PROLOG

330 39 2
                                    

Tantangan ini sederhana, namun membawa ketegangan yang tidak main-main. Mereka harus mendekati keturunan keluarga Atmadja, keluarga yang tidak hanya kaya raya dan berpengaruh, tetapi juga memiliki reputasi sebagai individu dengan pesona yang sulit ditolak. Dalam dunia sosial mereka, keluarga Atmadja adalah bintang. Setiap langkah mereka diamati, setiap senyuman mereka memikat. Dan kini, mereka, Hema, Ansel, dan Juan harus mendekati tiga lelaki kebanggaan keluarga tersebut-sebuah tantangan yang lebih sulit dari yang bisa dibayangkan.

Untuk memastikan tantangan ini berlangsung adil, Denis, si pencetus ide gila berkedok mengusir kebosanan di jeda mata kuliah ini, memutuskan menggunakan aplikasi Wheel of Names di Google.

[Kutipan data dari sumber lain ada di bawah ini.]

#![forbid(unsafe_code)]

//! Component lifecycle states, hook kinds, and composition-style hook
//! injection.
//!
//! While a component initializes (setup, data, computed, watchers) or runs a
//! lifecycle hook, it is the *current instance* on a thread-local stack and
//! its effect scope is active, so reactive primitives created inside attach
//! to the component and the free [`on_mounted`]-style functions know where
//! to register.

use std::cell::RefCell;

use crate::proxy::ComponentProxy;

thread_local! {
    static CURRENT_INSTANCE: RefCell<Vec<ComponentProxy>> = const { RefCell::new(Vec::new()) };
}

/// Where a component is in its life.
///
/// `BeforeCreate` → `Created` → `Mounted` → `Destroyed`.
#[derive(Copy, Clone, Eq, PartialEq, Debug)]
pub enum LifecycleState {
    BeforeCreate,
    Created,
    Mounted,
    Destroyed,
}

/// The lifecycle moments a hook can attach to.
#[derive(Copy, Clone, Eq, PartialEq, Hash, Debug)]
pub enum HookKind {
    BeforeCreate,
    Created,
    BeforeMount,
    Mounted,
    Updated,
    BeforeDestroy,
    Destroyed,
}

/// The component currently initializing or running a hook, if any.
pub fn current_instance() -> Option<ComponentProxy> {
    CURRENT_INSTANCE.with(|stack| stack.borrow().last().cloned())
}

/// RAII frame: the component is the current instance and its scope is
/// active until the guard drops.
pub(crate) struct InstanceGuard {
    _scope: filament_reactive::scope::ScopeGuard,
}

impl Drop for InstanceGuard {
    fn drop(&mut self) {
        CURRENT_INSTANCE.with(|stack| {
            stack.borrow_mut().pop();
        });
    }
}

pub(crate) fn enter_instance(proxy: &ComponentProxy) -> InstanceGuard {
    CURRENT_INSTANCE.with(|stack| stack.borrow_mut().push(proxy.clone()));
    InstanceGuard {
        _scope: proxy.scope().enter(),
    }
}

/// Register a hook on the current instance. Returns false (with a warning)
/// when called outside component initialization.
pub fn inject_hook(kind: HookKind, hook: impl Fn(&ComponentProxy) + 'static) -> bool {
    match current_instance() {
        Some(proxy) => {
            proxy.add_hook(kind, hook);
            true
        }
        None => {
            tracing::warn!(
                ?kind,
                "lifecycle hook injection failed: no component instance is active"
            );
            false
        }
    }
}

pub fn on_before_create(hook: impl Fn(&ComponentProxy) + 'static) -> bool {
    inject_hook(HookKind::BeforeCreate, hook)
}

pub fn on_created(hook: impl Fn(&ComponentProxy) + 'static) -> bool {
    inject_hook(HookKind::Created, hook)
}

pub fn on_before_mount(hook: impl Fn(&ComponentProxy) + 'static) -> bool {
    inject_hook(HookKind::BeforeMount, hook)
}

pub fn on_mounted(hook: impl Fn(&ComponentProxy) + 'static) -> bool {
    inject_hook(HookKind::Mounted, hook)
}

pub fn on_updated(hook: impl Fn(&ComponentProxy) + 'static) -> bool {
    inject_hook(HookKind::Updated, hook)
}

pub fn on_before_destroy(hook: impl Fn(&ComponentProxy) + 'static) -> bool {
    inject_hook(HookKind::BeforeDestroy, hook)
}

pub fn on_destroyed(hook: impl Fn(&ComponentProxy) + 'static) -> bool {
    inject_hook(HookKind::Destroyed, hook)
}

"Biar adil, kita pakai ini aja. Nggak ada yang bisa protes kalau udah ada keputusan," ucapnya dengan penuh semangat, jemarinya yang cekatan dengan cepat mengetikkan nama-nama anggota keluarga Atmadja yang akan menjadi target mereka, kemudian memutarnya.

Hema yang duduk di sebelah Denis, tiba-tiba merasakan jantungnya berdetak lebih cepat dari biasanya. Jantungnya berdegup kencang saat roda di layar terus berputar, setiap detik seakan memperlambat waktu. "Putaran pertama buat Hema," ujar Denis dengan nada semangat, ia tampak tak sabar menunggu hasilnya. Mata mereka semua tertuju pada layar ponsel Denis saat roda berputar cepat.

Roda berhenti. Saat nama itu muncul di layar, mata Hema langsung membelalak. Nama yang terpampang jelas di layar, Jevran Nathaniel Atmadja.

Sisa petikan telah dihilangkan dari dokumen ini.